## Exercise aim:
Find out how many lines in the records have the string "body" in them, and state only that number.

## Data under study:
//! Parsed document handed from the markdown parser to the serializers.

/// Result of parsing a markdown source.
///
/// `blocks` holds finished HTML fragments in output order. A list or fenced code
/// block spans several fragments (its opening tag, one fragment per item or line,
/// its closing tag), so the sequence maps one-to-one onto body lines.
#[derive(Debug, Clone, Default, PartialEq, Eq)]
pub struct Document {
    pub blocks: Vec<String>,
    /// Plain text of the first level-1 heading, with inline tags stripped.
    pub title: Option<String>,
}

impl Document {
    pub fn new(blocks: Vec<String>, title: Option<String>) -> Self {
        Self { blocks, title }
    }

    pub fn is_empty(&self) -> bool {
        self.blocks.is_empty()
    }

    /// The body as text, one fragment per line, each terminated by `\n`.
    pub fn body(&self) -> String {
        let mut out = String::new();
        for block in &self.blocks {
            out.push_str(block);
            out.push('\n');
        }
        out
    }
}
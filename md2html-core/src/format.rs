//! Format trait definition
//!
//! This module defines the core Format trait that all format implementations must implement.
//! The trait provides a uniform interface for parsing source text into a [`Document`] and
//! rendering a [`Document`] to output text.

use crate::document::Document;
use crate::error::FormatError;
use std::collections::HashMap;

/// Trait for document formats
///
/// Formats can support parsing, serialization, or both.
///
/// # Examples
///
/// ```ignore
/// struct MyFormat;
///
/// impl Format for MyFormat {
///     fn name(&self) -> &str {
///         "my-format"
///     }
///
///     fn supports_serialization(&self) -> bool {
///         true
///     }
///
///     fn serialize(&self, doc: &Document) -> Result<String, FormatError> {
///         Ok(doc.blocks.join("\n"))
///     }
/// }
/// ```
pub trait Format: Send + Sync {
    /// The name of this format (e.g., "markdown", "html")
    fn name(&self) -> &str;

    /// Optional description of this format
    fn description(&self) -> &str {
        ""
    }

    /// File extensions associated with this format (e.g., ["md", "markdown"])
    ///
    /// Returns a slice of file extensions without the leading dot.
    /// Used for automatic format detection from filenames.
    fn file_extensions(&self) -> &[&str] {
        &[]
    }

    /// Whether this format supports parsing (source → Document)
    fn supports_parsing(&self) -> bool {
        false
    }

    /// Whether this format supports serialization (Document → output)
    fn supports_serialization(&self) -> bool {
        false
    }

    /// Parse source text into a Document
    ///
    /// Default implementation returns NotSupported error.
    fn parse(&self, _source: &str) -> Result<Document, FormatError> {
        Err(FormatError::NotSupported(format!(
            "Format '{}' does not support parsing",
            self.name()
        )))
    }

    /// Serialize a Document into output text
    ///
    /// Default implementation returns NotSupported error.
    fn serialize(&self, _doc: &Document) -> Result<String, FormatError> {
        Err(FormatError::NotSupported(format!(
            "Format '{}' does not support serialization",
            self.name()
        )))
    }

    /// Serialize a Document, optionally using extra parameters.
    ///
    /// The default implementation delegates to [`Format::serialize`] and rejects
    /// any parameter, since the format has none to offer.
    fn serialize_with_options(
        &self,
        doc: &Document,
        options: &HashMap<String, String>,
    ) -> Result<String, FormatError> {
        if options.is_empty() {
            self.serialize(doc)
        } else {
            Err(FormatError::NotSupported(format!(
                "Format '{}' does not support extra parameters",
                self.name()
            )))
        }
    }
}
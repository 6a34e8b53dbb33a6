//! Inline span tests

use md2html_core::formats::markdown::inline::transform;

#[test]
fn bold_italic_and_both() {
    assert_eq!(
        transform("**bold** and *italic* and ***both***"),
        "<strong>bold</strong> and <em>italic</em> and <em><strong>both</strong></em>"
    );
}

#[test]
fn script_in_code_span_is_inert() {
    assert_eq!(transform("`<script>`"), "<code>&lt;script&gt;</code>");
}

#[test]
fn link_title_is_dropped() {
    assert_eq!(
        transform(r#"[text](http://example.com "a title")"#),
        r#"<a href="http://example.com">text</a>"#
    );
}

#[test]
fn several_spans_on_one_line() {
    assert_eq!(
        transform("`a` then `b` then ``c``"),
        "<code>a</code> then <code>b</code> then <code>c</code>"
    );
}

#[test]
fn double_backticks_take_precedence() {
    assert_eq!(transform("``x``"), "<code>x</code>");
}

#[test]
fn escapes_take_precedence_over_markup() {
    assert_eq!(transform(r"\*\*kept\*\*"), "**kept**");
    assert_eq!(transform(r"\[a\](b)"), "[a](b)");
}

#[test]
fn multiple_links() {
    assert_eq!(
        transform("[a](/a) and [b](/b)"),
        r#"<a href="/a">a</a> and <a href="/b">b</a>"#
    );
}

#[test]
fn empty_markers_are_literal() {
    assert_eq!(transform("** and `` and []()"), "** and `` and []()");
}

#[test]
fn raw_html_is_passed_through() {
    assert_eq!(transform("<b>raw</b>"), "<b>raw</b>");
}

## Answer space:
3